Pero ya que estamos en esto, que no se nos olvide que la memoria que hoy consumimos en algún momento fue presente. Y muchos no dijeron nada. ¿Dónde estaba yo?, ¿qué hacía yo cuando aquello sucedía?, nos preguntamos ahora mientras hacemos memoria. Precisamente en estos momentos el país está viviendo un estallido social sin precedentes y la reacción del Gobierno ha sido el tratamiento de las movilizaciones en las calles como si fueran un escenario de guerra. No tenemos la excusa de que ocurre lejos, en pueblos que aprendimos a ubicar en el mapa solo por efectos de la desolación que causó la violencia.
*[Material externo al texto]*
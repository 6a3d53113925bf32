//! Wire `trackerRouter` into the tRPC root router, even when `appRouter`
//! is aliased or re-exported.
//!
//! The root router is found by scoring every source file: living under a
//! `trpc/` directory, being named `root.*`/`router.*`, declaring
//! `export type AppRouter = typeof X`, and exporting `const appRouter`
//! each add weight. The best-scoring candidate gets the import and the
//! `tracker:` key; `--all` patches every candidate.

use crate::error::Result;
use crate::locate::{find_by_name, scored_search, ScoredFile};
use crate::mutate::Patch;
use crate::paths::TRACKER_ROUTER;
use regex::Regex;
use std::path::{Path, PathBuf};
use std::sync::OnceLock;

fn app_type_re() -> &'static Regex {
    static RE: OnceLock<Regex> = OnceLock::new();
    RE.get_or_init(|| {
        Regex::new(r"export\s+type\s+AppRouter\s*=\s*typeof\s+([A-Za-z0-9_]+)\s*;").unwrap()
    })
}

fn router_factory_re() -> &'static Regex {
    static RE: OnceLock<Regex> = OnceLock::new();
    RE.get_or_init(|| {
        Regex::new(r"(createTRPCRouter|t\.router|mergeRouters|t\.mergeRouters)\s*\(").unwrap()
    })
}

fn app_router_export_re() -> &'static Regex {
    static RE: OnceLock<Regex> = OnceLock::new();
    RE.get_or_init(|| Regex::new(r"export\s+(const|let|var)\s+appRouter\s*=").unwrap())
}

fn tracker_filename_re() -> &'static Regex {
    static RE: OnceLock<Regex> = OnceLock::new();
    RE.get_or_init(|| Regex::new(r"(?i)^tracker\.router\.(t|j)sx?$").unwrap())
}

fn root_filename_re() -> &'static Regex {
    static RE: OnceLock<Regex> = OnceLock::new();
    RE.get_or_init(|| Regex::new(r"(?i)^(root|router)\.(t|j)sx?$").unwrap())
}

/// Locate `tracker.router.*` by candidate path, then by walk.
pub fn find_tracker_router(root: &Path, ignore_dirs: &[&str]) -> Option<PathBuf> {
    find_by_name(root, &[TRACKER_ROUTER], ignore_dirs, |name| {
        tracker_filename_re().is_match(name)
    })
}

/// Root-router candidates, best first.
pub fn find_root_candidates(root: &Path, ignore_dirs: &[&str]) -> Result<Vec<ScoredFile>> {
    scored_search(root, ignore_dirs, |path, content| {
        let has_type = app_type_re().is_match(content);
        if !has_type && !router_factory_re().is_match(content) {
            return 0;
        }
        let mut score = 0;
        let display = path.to_string_lossy().replace('\\', "/");
        if display.to_lowercase().contains("/trpc/") {
            score += 30;
        }
        if path
            .file_name()
            .and_then(|n| n.to_str())
            .is_some_and(|n| root_filename_re().is_match(n))
        {
            score += 20;
        }
        if has_type {
            score += 30;
        }
        if app_router_export_re().is_match(content) {
            score += 20;
        }
        score
    })
}

/// Relative import specifier from the directory of `from_file` to
/// `to_file`, with the source extension stripped.
pub fn relative_import(from_file: &Path, to_file: &Path) -> String {
    let from_dir: Vec<_> = from_file.parent().map(|p| p.components().collect()).unwrap_or_default();
    let to: Vec<_> = to_file.components().collect();

    let common = from_dir
        .iter()
        .zip(to.iter())
        .take_while(|(a, b)| a == b)
        .count();

    let mut parts: Vec<String> = vec!["..".to_string(); from_dir.len() - common];
    for comp in &to[common..] {
        parts.push(comp.as_os_str().to_string_lossy().into_owned());
    }
    let mut joined = parts.join("/");
    // Strip the source-file extension
    for ext in [".tsx", ".jsx", ".ts", ".js"] {
        if let Some(stripped) = joined.strip_suffix(ext) {
            joined = stripped.to_string();
            break;
        }
    }
    if !joined.starts_with('.') {
        joined = format!("./{joined}");
    }
    joined
}

/// The idempotent root-router edit: import + `tracker:` key.
pub struct WireTracker {
    /// Import specifier for the tracker router, e.g. `./routers/tracker.router`.
    pub import_path: String,
}

fn import_tracker_re() -> &'static Regex {
    static RE: OnceLock<Regex> = OnceLock::new();
    RE.get_or_init(|| {
        Regex::new(r#"import\s*\{[^}]*\btrackerRouter\b[^}]*\}\s*from\s*['"][^'"]*tracker\.router"#)
            .unwrap()
    })
}

fn tracker_key_re() -> &'static Regex {
    static RE: OnceLock<Regex> = OnceLock::new();
    RE.get_or_init(|| Regex::new(r"\btracker\s*:\s*trackerRouter\b").unwrap())
}

fn router_open_re() -> &'static Regex {
    static RE: OnceLock<Regex> = OnceLock::new();
    RE.get_or_init(|| {
        Regex::new(r"(createTRPCRouter|t\.router|router)\s*\(\s*\{").unwrap()
    })
}

impl Patch for WireTracker {
    fn name(&self) -> &str {
        "wire-tracker-router"
    }

    fn is_applied(&self, content: &str) -> bool {
        import_tracker_re().is_match(content) && tracker_key_re().is_match(content)
    }

    fn apply(&self, content: &str) -> Option<String> {
        let mut next = content.to_string();

        if !import_tracker_re().is_match(&next) {
            let import_line = format!("import {{ trackerRouter }} from '{}';\n", self.import_path);
            // After the last existing import, or at the top of the file.
            let insert_at = last_import_end(&next).unwrap_or(0);
            next.insert_str(insert_at, &import_line);
        }

        if !tracker_key_re().is_match(&next) {
            let m = router_open_re().find(&next)?;
            let brace_end = m.end();
            next.insert_str(brace_end, "\n  tracker: trackerRouter,");
        }

        Some(next)
    }
}

/// Byte offset just past the newline of the last top-level `import` line.
fn last_import_end(content: &str) -> Option<usize> {
    let re = {
        static RE: OnceLock<Regex> = OnceLock::new();
        RE.get_or_init(|| Regex::new(r"(?m)^import\b[^\n]*\n").unwrap())
    };
    re.find_iter(content).last().map(|m| m.end())
}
No, está ocurriendo aquí, en las calles de las capitales y ciudades intermedias del país. Se puede ver desde la ventana de las casas o en vivo por las transmisiones en redes sociales, de modo que es imposible seguir el curso de la vida sin darse por enterado. Los cientos de desaparecidos y los más de 40 muertos no son cifras para esperar a que pase el tiempo y llegue la comodidad de la memoria con la estética de las exposiciones silenciosas. Hay que gritar. Ahora. A menos que en realidad lo que nos guste a los colombianos sea la sensibilidad sin remedio y atemporal, el ejercicio cómodo y esnobista de la memoria.

Posdata. El Gobierno colombiano no aceptó la visita de la Comisión Interamericana de Derechos Humanos. Dijo que había que esperar a que los organismos de control de la nación —Fiscalía, Procuraduría, Contraloría, Defensoría— terminaran de hacer sus tareas. A pesar del desabastecimiento habrá lejía, mucha lejía.